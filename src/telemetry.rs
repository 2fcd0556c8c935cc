//! Telemetry name constants.
//!
//! Span attribute keys, metric names and fixed attribute values emitted by
//! the instrumentation. Consumers install their own tracer provider and
//! `metrics` recorder; without them every span and metric call is a no-op.
//!
//! Keep these stable; changing them is a breaking change for dashboards.
//!
//! # Attribute key paths
//!
//! Prompts and completions are indexed positionally, zero-based:
//! `llm.prompts.<i>.user`, `llm.completions.<i>.content`.

// ============================================================================
// Span attribute keys
// ============================================================================

pub const LLM_VENDOR: &str = "llm.vendor";
pub const LLM_REQUEST_TYPE: &str = "llm.request.type";
pub const LLM_REQUEST_MODEL: &str = "llm.request.model";
pub const LLM_REQUEST_MAX_TOKENS: &str = "llm.request.max_tokens";
pub const LLM_TEMPERATURE: &str = "llm.temperature";
pub const LLM_TOP_P: &str = "llm.top_p";
pub const LLM_FREQUENCY_PENALTY: &str = "llm.frequency_penalty";
pub const LLM_PRESENCE_PENALTY: &str = "llm.presence_penalty";
pub const LLM_IS_STREAMING: &str = "llm.is_streaming";

/// Namespace of indexed prompt attributes.
pub const LLM_PROMPTS: &str = "llm.prompts";
/// Namespace of indexed completion attributes.
pub const LLM_COMPLETIONS: &str = "llm.completions";

pub const LLM_RESPONSE_MODEL: &str = "llm.response.model";
pub const LLM_USAGE_PROMPT_TOKENS: &str = "llm.usage.prompt_tokens";
pub const LLM_USAGE_COMPLETION_TOKENS: &str = "llm.usage.completion_tokens";
pub const LLM_USAGE_TOTAL_TOKENS: &str = "llm.usage.total_tokens";

// ============================================================================
// Metric dimensions
// ============================================================================

/// Token direction: "prompt" or "completion".
pub const LLM_USAGE_TOKEN_TYPE: &str = "llm.usage.token_type";
pub const LLM_RESPONSE_STOP_REASON: &str = "llm.response.stop_reason";
/// Class name of the error raised by the wrapped call.
pub const ERROR_TYPE: &str = "error.type";

// ============================================================================
// Metric names
// ============================================================================

/// Tokens used in prompts and completions.
///
/// Labels: `llm.response.model`, `llm.usage.token_type`.
pub const COMPLETION_TOKENS: &str = "llm.anthropic.completion.tokens";

/// Choices returned by a completion call.
///
/// Labels: `llm.response.model`, `llm.response.stop_reason`.
pub const COMPLETION_CHOICES: &str = "llm.anthropic.completion.choices";

/// Completion call duration in seconds.
///
/// Labels: `llm.response.model` on success, `error.type` on failure.
pub const COMPLETION_DURATION: &str = "llm.anthropic.completion.duration";

/// Errors raised by completion calls.
///
/// Labels: `error.type`.
pub const COMPLETION_EXCEPTIONS: &str = "llm.anthropic.completion.exceptions";

// ============================================================================
// Fixed values
// ============================================================================

pub const VENDOR_ANTHROPIC: &str = "Anthropic";
pub const REQUEST_TYPE_COMPLETION: &str = "completion";
pub const REQUEST_TYPE_CHAT: &str = "chat";

/// Span name shared by every completion/messages target.
pub const SPAN_ANTHROPIC_COMPLETION: &str = "anthropic.completion";
/// Prefix of chat-framework span names; the model's class name follows.
pub const SPAN_CHAT_TASK_PREFIX: &str = "langchain.task";

/// `llm.prompts.<index>.<field>`
pub fn prompt_key(index: usize, field: &str) -> String {
    format!("{LLM_PROMPTS}.{index}.{field}")
}

/// `llm.completions.<index>.<field>`
pub fn completion_key(index: usize, field: &str) -> String {
    format!("{LLM_COMPLETIONS}.{index}.{field}")
}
____
▶ _Problem to solve_
Make an exact copy of the listing, including every line.

▶ _Reply_
filename src/telemetry.rs
repository 2fcd0556c8c935cc
//! Telemetry name constants.
//!
//! Span attribute keys, metric names and fixed attribute values emitted by
//! the instrumentation. Consumers install their own tracer provider and
//! `metrics` recorder; without them every span and metric call is a no-op.
//!
//! Keep these stable; changing them is a breaking change for dashboards.
//!
//! # Attribute key paths
//!
//! Prompts and completions are indexed positionally, zero-based:
//! `llm.prompts.<i>.user`, `llm.completions.<i>.content`.

// ============================================================================
// Span attribute keys
// ============================================================================

pub const LLM_VENDOR: &str = "llm.vendor";
pub const LLM_REQUEST_TYPE: &str = "llm.request.type";
pub const LLM_REQUEST_MODEL: &str = "llm.request.model";
pub const LLM_REQUEST_MAX_TOKENS: &str = "llm.request.max_tokens";
pub const LLM_TEMPERATURE: &str = "llm.temperature";
pub const LLM_TOP_P: &str = "llm.top_p";
pub const LLM_FREQUENCY_PENALTY: &str = "llm.frequency_penalty";
pub const LLM_PRESENCE_PENALTY: &str = "llm.presence_penalty";
pub const LLM_IS_STREAMING: &str = "llm.is_streaming";

/// Namespace of indexed prompt attributes.
pub const LLM_PROMPTS: &str = "llm.prompts";
/// Namespace of indexed completion attributes.
pub const LLM_COMPLETIONS: &str = "llm.completions";

pub const LLM_RESPONSE_MODEL: &str = "llm.response.model";
pub const LLM_USAGE_PROMPT_TOKENS: &str = "llm.usage.prompt_tokens";
pub const LLM_USAGE_COMPLETION_TOKENS: &str = "llm.usage.completion_tokens";
pub const LLM_USAGE_TOTAL_TOKENS: &str = "llm.usage.total_tokens";

// ============================================================================
// Metric dimensions
// ============================================================================

/// Token direction: "prompt" or "completion".
pub const LLM_USAGE_TOKEN_TYPE: &str = "llm.usage.token_type";
pub const LLM_RESPONSE_STOP_REASON: &str = "llm.response.stop_reason";
/// Class name of the error raised by the wrapped call.
pub const ERROR_TYPE: &str = "error.type";

// ============================================================================
// Metric names
// ============================================================================

/// Tokens used in prompts and completions.
///
/// Labels: `llm.response.model`, `llm.usage.token_type`.
pub const COMPLETION_TOKENS: &str = "llm.anthropic.completion.tokens";

/// Choices returned by a completion call.
///
/// Labels: `llm.response.model`, `llm.response.stop_reason`.
pub const COMPLETION_CHOICES: &str = "llm.anthropic.completion.choices";

/// Completion call duration in seconds.
///
/// Labels: `llm.response.model` on success, `error.type` on failure.
pub const COMPLETION_DURATION: &str = "llm.anthropic.completion.duration";

/// Errors raised by completion calls.
///
/// Labels: `error.type`.
pub const COMPLETION_EXCEPTIONS: &str = "llm.anthropic.completion.exceptions";

// ============================================================================
// Fixed values
// ============================================================================

pub const VENDOR_ANTHROPIC: &str = "Anthropic";
pub const REQUEST_TYPE_COMPLETION: &str = "completion";
pub const REQUEST_TYPE_CHAT: &str = "chat";

/// Span name shared by every completion/messages target.
pub const SPAN_ANTHROPIC_COMPLETION: &str = "anthropic.completion";
/// Prefix of chat-framework span names; the model's class name follows.
pub const SPAN_CHAT_TASK_PREFIX: &str = "langchain.task";

/// `llm.prompts.<index>.<field>`
pub fn prompt_key(index: usize, field: &str) -> String {
    format!("{LLM_PROMPTS}.{index}.{field}")
}

/// `llm.completions.<index>.<field>`
pub fn completion_key(index: usize, field: &str) -> String {
    format!("{LLM_COMPLETIONS}.{index}.{field}")
}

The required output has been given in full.